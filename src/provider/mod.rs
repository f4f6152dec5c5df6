// src/provider/mod.rs — Model provider layer

pub mod openai_compat;

use async_trait::async_trait;
use serde::{Deserialize, Serialize};
use std::sync::atomic::{AtomicU32, Ordering};
use std::sync::Arc;
use std::time::Duration;

use crate::infra::config::ModelConfig;
use crate::infra::errors::RedraftError;
use openai_compat::OpenAICompatProvider;

/// Core trait that all model providers implement.
#[async_trait]
pub trait ModelProvider: Send + Sync {
    fn id(&self) -> &str;

    async fn chat(&self, request: ChatRequest) -> Result<ChatResponse, RedraftError>;
}

/// One single-turn completion: the rendered prompt goes out as the user message.
#[derive(Debug, Clone, Default)]
pub struct ChatRequest {
    pub model: String,
    pub prompt: String,
    pub max_tokens: Option<u32>,
    pub temperature: Option<f32>,
}

#[derive(Debug, Clone)]
pub struct ChatResponse {
    pub content: String,
    pub usage: TokenUsage,
}

#[derive(Debug, Clone, Default, Serialize, Deserialize, PartialEq)]
pub struct TokenUsage {
    pub input_tokens: u32,
    pub output_tokens: u32,
}

impl TokenUsage {
    pub fn total(&self) -> u32 {
        self.input_tokens.saturating_add(self.output_tokens)
    }
}

/// The `generate(prompt) -> text` capability handed to the judge, aggregator
/// and reviser. One provider call per prompt, bounded by a timeout, never retried.
pub struct Generator {
    provider: Arc<dyn ModelProvider>,
    model: String,
    temperature: Option<f32>,
    max_tokens: Option<u32>,
    timeout: Duration,
    input_tokens: AtomicU32,
    output_tokens: AtomicU32,
}

impl Generator {
    pub fn new(provider: Arc<dyn ModelProvider>, model: impl Into<String>) -> Self {
        Self {
            provider,
            model: model.into(),
            temperature: None,
            max_tokens: None,
            timeout: Duration::from_secs(120),
            input_tokens: AtomicU32::new(0),
            output_tokens: AtomicU32::new(0),
        }
    }

    pub fn from_config(provider: Arc<dyn ModelProvider>, config: &ModelConfig) -> Self {
        Self::new(provider, config.model.clone())
            .with_temperature(config.temperature)
            .with_max_tokens(config.max_tokens)
            .with_timeout(Duration::from_secs(config.timeout_seconds))
    }

    pub fn with_temperature(mut self, temperature: f32) -> Self {
        self.temperature = Some(temperature);
        self
    }

    pub fn with_max_tokens(mut self, max_tokens: u32) -> Self {
        self.max_tokens = Some(max_tokens);
        self
    }

    pub fn with_timeout(mut self, timeout: Duration) -> Self {
        self.timeout = timeout;
        self
    }

    pub fn provider_id(&self) -> &str {
        self.provider.id()
    }

    /// Send one prompt and return the raw text of the reply.
    pub async fn generate(&self, prompt: &str) -> Result<String, RedraftError> {
        let request = ChatRequest {
            model: self.model.clone(),
            prompt: prompt.to_string(),
            max_tokens: self.max_tokens,
            temperature: self.temperature,
        };

        let response = tokio::time::timeout(self.timeout, self.provider.chat(request))
            .await
            .map_err(|_| RedraftError::GenerationFailure {
                provider: self.provider.id().to_string(),
                message: format!("no response within {}s", self.timeout.as_secs()),
            })??;

        add_saturating(&self.input_tokens, response.usage.input_tokens);
        add_saturating(&self.output_tokens, response.usage.output_tokens);

        Ok(response.content)
    }

    /// Tokens spent through this generator so far.
    pub fn usage(&self) -> TokenUsage {
        TokenUsage {
            input_tokens: self.input_tokens.load(Ordering::Relaxed),
            output_tokens: self.output_tokens.load(Ordering::Relaxed),
        }
    }
}

fn add_saturating(counter: &AtomicU32, n: u32) {
    // The closure always returns Some, so this cannot fail.
    let _ = counter.fetch_update(Ordering::Relaxed, Ordering::Relaxed, |v| {
        Some(v.saturating_add(n))
    });
}

/// Build the HTTP provider described by `[model]`, reading the key from its env var.
pub fn resolve_provider(config: &ModelConfig) -> Result<Arc<dyn ModelProvider>, RedraftError> {
    let api_key = std::env::var(&config.api_key_env)
        .ok()
        .filter(|k| !k.trim().is_empty())
        .ok_or_else(|| {
            RedraftError::Config(format!(
                "no API key: set {} or change [model].api_key_env",
                config.api_key_env
            ))
        })?;

    Ok(Arc::new(OpenAICompatProvider::new(
        provider_id_for(&config.base_url),
        api_key,
        config.base_url.trim_end_matches('/').to_string(),
    )))
}

/// Short provider id derived from the endpoint host, used in logs and errors.
fn provider_id_for(base_url: &str) -> String {
    let host = base_url
        .split("://")
        .nth(1)
        .unwrap_or(base_url)
        .split(['/', ':'])
        .next()
        .unwrap_or_default();
    match host {
        "openrouter.ai" => "openrouter".into(),
        "api.openai.com" => "openai".into(),
        "localhost" | "127.0.0.1" => "local".into(),
        "" => "custom".into(),
        other => other.to_string(),
    }
}
// src/cli/progress.rs — Terminal progress renderer for the refine loop

use crate::core::types::ProgressEvent;

/// Build a progress callback that writes formatted output to stderr.
///
/// All progress output goes to stderr so stdout remains clean for the essay.
/// Returns a closure suitable for `Orchestrator::with_progress()`.
pub fn terminal_progress() -> impl Fn(ProgressEvent) + Send + Sync + 'static {
    move |event| eprintln!("{}", format_event(&event))
}

/// One line of progress text per event.
pub fn format_event(event: &ProgressEvent) -> String {
    match event {
        ProgressEvent::CycleStart {
            cycle,
            iteration_count,
            max_iterations,
        } => format!(
            "[cycle {}] scoring (revisions {}/{})",
            cycle, iteration_count, max_iterations
        ),
        ProgressEvent::DimensionScored {
            dimension,
            score,
            elapsed_ms,
        } => format!("  {:<9} {:>4.1}  ({}ms)", dimension.as_str(), score, elapsed_ms),
        ProgressEvent::Aggregated {
            avg_score,
            threshold,
        } => format!(
            "  average   {:>4.2}  (threshold {})",
            avg_score,
            format_threshold(*threshold)
        ),
        ProgressEvent::Decision { decision } => format!("[gate] {}", decision),
        ProgressEvent::Revised {
            iteration_count,
            essay_chars,
        } => format!(
            "[revise] draft {} ready ({} chars)",
            iteration_count, essay_chars
        ),
        ProgressEvent::Complete {
            avg_score,
            iteration_count,
            tokens_used,
        } => format!(
            "[done] score={:.2} revisions={} tokens={}",
            avg_score, iteration_count, tokens_used
        ),
    }
}

/// Render a threshold, showing `none` for the unbounded free tier.
pub fn format_threshold(threshold: f64) -> String {
    if threshold.is_finite() {
        format!("{:.1}", threshold)
    } else {
        "none".to_string()
    }
}
// src/util.rs — Small text helpers shared by the loop and front ends

/// Truncate a string for display/logging (UTF-8 safe).
///
/// The cut point is moved back to the nearest character boundary.
pub fn truncate_str(s: &str, max_len: usize) -> &str {
    if s.len() <= max_len {
        return s;
    }
    let mut end = max_len;
    while end > 0 && !s.is_char_boundary(end) {
        end -= 1;
    }
    &s[..end]
}

/// Whitespace-separated word count.
pub fn word_count(s: &str) -> usize {
    s.split_whitespace().count()
}

#[cfg(test)]
mod tests {
    use super::*;

    #[test]
    fn test_truncate_short() {
        assert_eq!(truncate_str("essay", 10), "essay");
    }

    #[test]
    fn test_truncate_long() {
        assert_eq!(truncate_str("an essay on rivers", 8), "an essay");
    }

    #[test]
    fn test_truncate_multibyte() {
        // "naïve" is 6 bytes (ï = 2 bytes); cutting at 3 must not split ï
        assert_eq!(truncate_str("naïve", 3), "na");
    }

    #[test]
    fn test_truncate_zero_max() {
        assert_eq!(truncate_str("essay", 0), "");
    }

    #[test]
    fn test_word_count() {
        assert_eq!(word_count(""), 0);
        assert_eq!(word_count("Short essay."), 2);
        assert_eq!(word_count("  one\ntwo\t three  "), 3);
    }
}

* * * * *

DIRECTIONS FOR THIS TASK: Every line above that holds the string "counter" should be copied out.

WRITTEN REPLY:
fn add_saturating(counter: &AtomicU32, n: u32) {
    let _ = counter.fetch_update(Ordering::Relaxed, Ordering::Relaxed, |v| {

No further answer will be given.